What is Agile?
In traditional software development methodologies like Waterfall model, a project can take several months or years to complete and the customer may not get to see the end product until the completion of the project.
A non-Agile projects allocate extensive periods of time for Requirements gathering, design, development, testing and UAT, before finally deploying the project.
In contrast to this, Agile projects have Sprints or iterations which are shorter in duration (Sprints/iterations can vary from 2 weeks to 2 months) during which pre-determined features are developed and delivered.
We can say that, Agile is a time boxed, iterative approach to software delivery that builds software incrementally from the start of the project (incremental delivery), instead of trying to deliver it all at once near the end.
What is User Story?
User stories are short, simple descriptions of a feature told from the perspective of the person who desires the new capability, usually a user or customer of the system.
User stories are often written on index cards or sticky notes, stored in a shoe box, and arranged on walls or tables to facilitate planning and discussion. As such, they strongly shift the focus from writing about features to discussing them. In fact, these discussions are more important than whatever text is written.
In short, user stories are very slim and high-level requirements artifacts.
What is Iterations?
In the Agile methodology, each project is broken up into several ‘Iterations’.
An Agile iteration is a short 1-2 week period where a team takes a couple of their customers most important user stories and builds them completely as running-tested-software.

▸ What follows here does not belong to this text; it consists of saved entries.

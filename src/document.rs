use egui::{Color32, Pos2, Rect, Vec2};
use log::debug;

use crate::error::{DrawError, DrawResult};
use crate::orientation::Orientation;
use crate::stroke::Stroke;

/// Ordered log of strokes for one drawing surface, with undo/redo history.
///
/// Owns every stroke exclusively; renderers only borrow the list for the
/// duration of a frame. While a stroke is in progress it is always the last
/// element of `strokes`, and once the pointer lifts the log stops routing move
/// events to it, so finished strokes never change.
///
/// All operations are synchronous and run on the surface's event loop; the
/// three fields form one unit of mutation and are never handed out for
/// concurrent access.
#[derive(Debug, Default)]
pub struct Document {
    strokes: Vec<Stroke>,
    redo_stack: Vec<Stroke>,
    /// True while the last element of `strokes` is still being drawn.
    active: bool,
}

impl Document {
    pub fn new() -> Self {
        Self::default()
    }

    /// Starts a new stroke in the given surface configuration and brush style.
    ///
    /// Fails with `DegenerateSurface` when either dimension is zero. Starting
    /// a stroke discards any divergent redo history. If a stroke is somehow
    /// still open (the event source skipped a pointer-up), it is closed first.
    pub fn begin_stroke(
        &mut self,
        orientation: Orientation,
        size: Vec2,
        color: Color32,
        width: f32,
    ) -> DrawResult<()> {
        let stroke = Stroke::new(orientation, size, color, width)?;
        self.strokes.push(stroke);
        self.active = true;
        self.redo_stack.clear();
        debug!("stroke begun, {} in log", self.strokes.len());
        Ok(())
    }

    /// Routes a move event to the stroke in progress.
    ///
    /// Fails with `NoActiveStroke` when no stroke is open — a caller protocol
    /// violation; the caller should discard the event. Returns the normalized
    /// bounding box of the appended segment, or `None` when the event was a
    /// degenerate (coincident-point) no-op.
    pub fn continue_stroke(
        &mut self,
        before_previous: Pos2,
        previous: Pos2,
        current: Pos2,
    ) -> DrawResult<Option<Rect>> {
        if !self.active {
            return Err(DrawError::NoActiveStroke);
        }
        let stroke = self.strokes.last_mut().ok_or(DrawError::NoActiveStroke)?;
        Ok(stroke.extend(before_previous, previous, current))
    }

    /// Closes the stroke in progress. The stroke stays in the log; no-op while
    /// idle.
    pub fn end_stroke(&mut self) {
        if self.active {
            debug!("stroke ended");
        }
        self.active = false;
    }

    /// Deletes all strokes. Previously undone strokes stay restorable; a
    /// following `undo` fails with `EmptyHistory`.
    pub fn clear(&mut self) {
        self.strokes.clear();
        self.active = false;
        debug!("drawing cleared");
    }

    /// Moves the most recent stroke onto the redo stack. Undoing the stroke
    /// currently being drawn also ends it.
    pub fn undo(&mut self) -> DrawResult<()> {
        let stroke = self.strokes.pop().ok_or(DrawError::EmptyHistory)?;
        self.redo_stack.push(stroke);
        self.active = false;
        Ok(())
    }

    /// Restores the most recently undone stroke (LIFO, mirroring `undo`).
    /// A redo while a stroke is open closes it first, so the restored stroke
    /// is never mistaken for the one being drawn.
    pub fn redo(&mut self) -> DrawResult<()> {
        let stroke = self.redo_stack.pop().ok_or(DrawError::EmptyRedoHistory)?;
        self.active = false;
        self.strokes.push(stroke);
        Ok(())
    }

    /// The strokes to render, in draw order. Undone strokes are not included.
    pub fn current_strokes(&self) -> &[Stroke] {
        &self.strokes
    }

    /// True if the user has not drawn anything or has cleared the surface.
    pub fn is_empty(&self) -> bool {
        self.strokes.is_empty()
    }

    pub fn can_undo(&self) -> bool {
        !self.strokes.is_empty()
    }

    pub fn can_redo(&self) -> bool {
        !self.redo_stack.is_empty()
    }
}
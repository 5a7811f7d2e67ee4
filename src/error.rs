use thiserror::Error;

/// Errors that can occur while operating on the stroke log
#[derive(Debug, Clone, Copy, PartialEq, Error)]
pub enum DrawError {
    /// A stroke was requested on a surface with a zero dimension, which makes
    /// point normalization undefined
    #[error("cannot draw on a degenerate surface ({width}x{height})")]
    DegenerateSurface { width: f32, height: f32 },

    /// A move event arrived while no stroke was in progress; the event source
    /// skipped the pointer-down
    #[error("no stroke in progress")]
    NoActiveStroke,

    /// Undo requested with nothing drawn
    #[error("nothing to undo")]
    EmptyHistory,

    /// Redo requested with nothing previously undone
    #[error("nothing to redo")]
    EmptyRedoHistory,
}

/// Result type for stroke log operations
pub type DrawResult<T> = Result<T, DrawError>;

This means everything happens during an iteration. Analysis, design, coding, testing. At the end of each iteration, a working product should be delivered.
The beauty of working this way, is every couple weeks the customer gets something of great value (working software), but it's also a great way to track progress (measuring the rate at which the team can turn user stories into production ready working software).
What is a Sprint?
A Sprint is the basic unit of development in Agile Scrum development. It is a set period of time during which specific work has to be completed and made ready for review. A typical sprint lasts about 3-4 weeks.
Each sprint begins with a planning meeting. During the meeting, the product owner (the person requesting the work) and the development team agree upon exactly what work will be accomplished during the sprint. The development team has the final say when it comes to determining how much work can realistically be accomplished during the sprint, and the product owner has the final say on what criteria need to be met for the work to be approved and accepted.
What is a Test-Driven Development (TDD) ?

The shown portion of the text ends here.